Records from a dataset

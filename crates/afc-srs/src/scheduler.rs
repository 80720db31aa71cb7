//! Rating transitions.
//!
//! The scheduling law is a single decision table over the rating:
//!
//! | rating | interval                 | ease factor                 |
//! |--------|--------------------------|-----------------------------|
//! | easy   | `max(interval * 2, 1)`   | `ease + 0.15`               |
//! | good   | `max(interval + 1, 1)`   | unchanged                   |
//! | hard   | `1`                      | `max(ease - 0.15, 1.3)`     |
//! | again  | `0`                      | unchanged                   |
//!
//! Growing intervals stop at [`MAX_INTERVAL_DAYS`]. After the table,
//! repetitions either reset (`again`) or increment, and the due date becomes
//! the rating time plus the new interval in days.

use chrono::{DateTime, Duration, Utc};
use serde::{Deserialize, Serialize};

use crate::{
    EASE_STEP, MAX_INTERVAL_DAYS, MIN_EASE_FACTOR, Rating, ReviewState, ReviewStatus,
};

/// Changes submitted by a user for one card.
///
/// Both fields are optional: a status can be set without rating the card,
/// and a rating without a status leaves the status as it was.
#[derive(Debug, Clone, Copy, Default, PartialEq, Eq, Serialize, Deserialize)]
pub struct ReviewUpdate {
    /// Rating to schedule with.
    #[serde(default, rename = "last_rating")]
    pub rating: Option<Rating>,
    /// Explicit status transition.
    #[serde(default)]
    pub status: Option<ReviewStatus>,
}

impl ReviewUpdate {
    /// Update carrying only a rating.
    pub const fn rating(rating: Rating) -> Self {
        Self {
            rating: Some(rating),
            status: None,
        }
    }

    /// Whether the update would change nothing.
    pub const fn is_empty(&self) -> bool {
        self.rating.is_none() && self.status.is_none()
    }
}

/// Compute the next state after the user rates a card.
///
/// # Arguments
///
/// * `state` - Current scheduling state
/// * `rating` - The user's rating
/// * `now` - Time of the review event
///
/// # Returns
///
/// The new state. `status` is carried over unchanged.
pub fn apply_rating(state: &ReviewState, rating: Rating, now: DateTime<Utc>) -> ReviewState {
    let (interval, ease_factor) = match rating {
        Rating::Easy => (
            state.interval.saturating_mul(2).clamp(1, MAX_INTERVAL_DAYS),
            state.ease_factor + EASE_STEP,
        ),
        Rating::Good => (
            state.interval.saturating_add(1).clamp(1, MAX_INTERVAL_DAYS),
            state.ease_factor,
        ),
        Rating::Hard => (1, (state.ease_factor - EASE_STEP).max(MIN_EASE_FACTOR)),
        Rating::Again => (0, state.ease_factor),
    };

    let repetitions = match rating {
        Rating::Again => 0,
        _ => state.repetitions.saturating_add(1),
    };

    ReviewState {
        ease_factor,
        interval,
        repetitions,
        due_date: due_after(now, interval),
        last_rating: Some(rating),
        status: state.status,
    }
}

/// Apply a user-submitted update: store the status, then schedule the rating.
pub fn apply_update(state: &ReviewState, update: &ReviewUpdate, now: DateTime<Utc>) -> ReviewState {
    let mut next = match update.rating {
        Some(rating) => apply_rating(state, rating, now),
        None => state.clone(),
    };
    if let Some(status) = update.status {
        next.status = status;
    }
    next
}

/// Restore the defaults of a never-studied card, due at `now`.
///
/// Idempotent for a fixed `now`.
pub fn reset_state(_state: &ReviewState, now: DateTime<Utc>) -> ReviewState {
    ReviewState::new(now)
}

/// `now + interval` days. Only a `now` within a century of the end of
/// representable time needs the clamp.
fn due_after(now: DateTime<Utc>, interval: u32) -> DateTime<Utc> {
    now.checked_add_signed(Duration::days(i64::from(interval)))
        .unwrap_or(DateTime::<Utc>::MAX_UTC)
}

* [EXERCISE]
Report all lines of the data above that include the string "ReviewState".

* [RESPONSE TO THIS TASK]
    EASE_STEP, MAX_INTERVAL_DAYS, MIN_EASE_FACTOR, Rating, ReviewState, ReviewStatus,
pub fn apply_rating(state: &ReviewState, rating: Rating, now: DateTime<Utc>) -> ReviewState {
    ReviewState {
pub fn apply_update(state: &ReviewState, update: &ReviewUpdate, now: DateTime<Utc>) -> ReviewState {
pub fn reset_state(_state: &ReviewState, now: DateTime<Utc>) -> ReviewState {
    ReviewState::new(now)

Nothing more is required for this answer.